WORK TO BE COMPLETED: Your task is to write out the complete listing exactly as it is shown.

ENTRIES SUPPLIED:

//! One-time codes proving control of an email address or mobile number.

use chrono::{DateTime, Utc};
use serde::{Deserialize, Serialize};
use sqlx::FromRow;
use uuid::Uuid;

use super::User;

#[derive(Debug, Clone, Copy, PartialEq, Eq, Serialize, Deserialize)]
#[serde(rename_all = "lowercase")]
pub enum VerificationChannel {
    Email,
    Mobile,
}

impl VerificationChannel {
    pub fn as_str(&self) -> &'static str {
        match self {
            VerificationChannel::Email => "email",
            VerificationChannel::Mobile => "mobile",
        }
    }

    /// The address on the user's profile this channel verifies.
    pub fn destination_of<'a>(&self, user: &'a User) -> &'a str {
        match self {
            VerificationChannel::Email => &user.email,
            VerificationChannel::Mobile => &user.mobile_number,
        }
    }

    pub fn is_verified(&self, user: &User) -> bool {
        match self {
            VerificationChannel::Email => user.is_email_verified,
            VerificationChannel::Mobile => user.is_mobile_verified,
        }
    }
}

/// Row in `verification_codes`. Only the SHA-256 of the code is stored.
#[derive(Debug, Clone, FromRow)]
pub struct VerificationCode {
    pub id: Uuid,
    pub user_id: Uuid,
    pub channel: String,
    pub destination: String,
    pub code_hash: String,
    pub expires_at: DateTime<Utc>,
    pub consumed_at: Option<DateTime<Utc>>,
    pub attempt_count: i32,
    pub attempt_max: i32,
    pub created_at: DateTime<Utc>,
}

impl VerificationCode {
    pub fn new(
        user_id: Uuid,
        channel: VerificationChannel,
        destination: String,
        code_hash: String,
        expires_at: DateTime<Utc>,
        attempt_max: i32,
    ) -> Self {
        Self {
            id: Uuid::new_v4(),
            user_id,
            channel: channel.as_str().to_string(),
            destination,
            code_hash,
            expires_at,
            consumed_at: None,
            attempt_count: 0,
            attempt_max,
            created_at: Utc::now(),
        }
    }

    pub fn is_expired_at(&self, now: DateTime<Utc>) -> bool {
        now >= self.expires_at
    }

    pub fn attempts_exhausted(&self) -> bool {
        self.attempt_count >= self.attempt_max
    }
}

ANSWER FOR THE TASK:
//! One-time codes proving control of an email address or mobile number.

use chrono::{DateTime, Utc};
use serde::{Deserialize, Serialize};
use sqlx::FromRow;
use uuid::Uuid;

use super::User;

#[derive(Debug, Clone, Copy, PartialEq, Eq, Serialize, Deserialize)]
#[serde(rename_all = "lowercase")]
pub enum VerificationChannel {
    Email,
    Mobile,
}

impl VerificationChannel {
    pub fn as_str(&self) -> &'static str {
        match self {
            VerificationChannel::Email => "email",
            VerificationChannel::Mobile => "mobile",
        }
    }

    /// The address on the user's profile this channel verifies.
    pub fn destination_of<'a>(&self, user: &'a User) -> &'a str {
        match self {
            VerificationChannel::Email => &user.email,
            VerificationChannel::Mobile => &user.mobile_number,
        }
    }

    pub fn is_verified(&self, user: &User) -> bool {
        match self {
            VerificationChannel::Email => user.is_email_verified,
            VerificationChannel::Mobile => user.is_mobile_verified,
        }
    }
}

/// Row in `verification_codes`. Only the SHA-256 of the code is stored.
#[derive(Debug, Clone, FromRow)]
pub struct VerificationCode {
    pub id: Uuid,
    pub user_id: Uuid,
    pub channel: String,
    pub destination: String,
    pub code_hash: String,
    pub expires_at: DateTime<Utc>,
    pub consumed_at: Option<DateTime<Utc>>,
    pub attempt_count: i32,
    pub attempt_max: i32,
    pub created_at: DateTime<Utc>,
}

impl VerificationCode {
    pub fn new(
        user_id: Uuid,
        channel: VerificationChannel,
        destination: String,
        code_hash: String,
        expires_at: DateTime<Utc>,
        attempt_max: i32,
    ) -> Self {
        Self {
            id: Uuid::new_v4(),
            user_id,
            channel: channel.as_str().to_string(),
            destination,
            code_hash,
            expires_at,
            consumed_at: None,
            attempt_count: 0,
            attempt_max,
            created_at: Utc::now(),
        }
    }

    pub fn is_expired_at(&self, now: DateTime<Utc>) -> bool {
        now >= self.expires_at
    }

    pub fn attempts_exhausted(&self) -> bool {
        self.attempt_count >= self.attempt_max
    }
}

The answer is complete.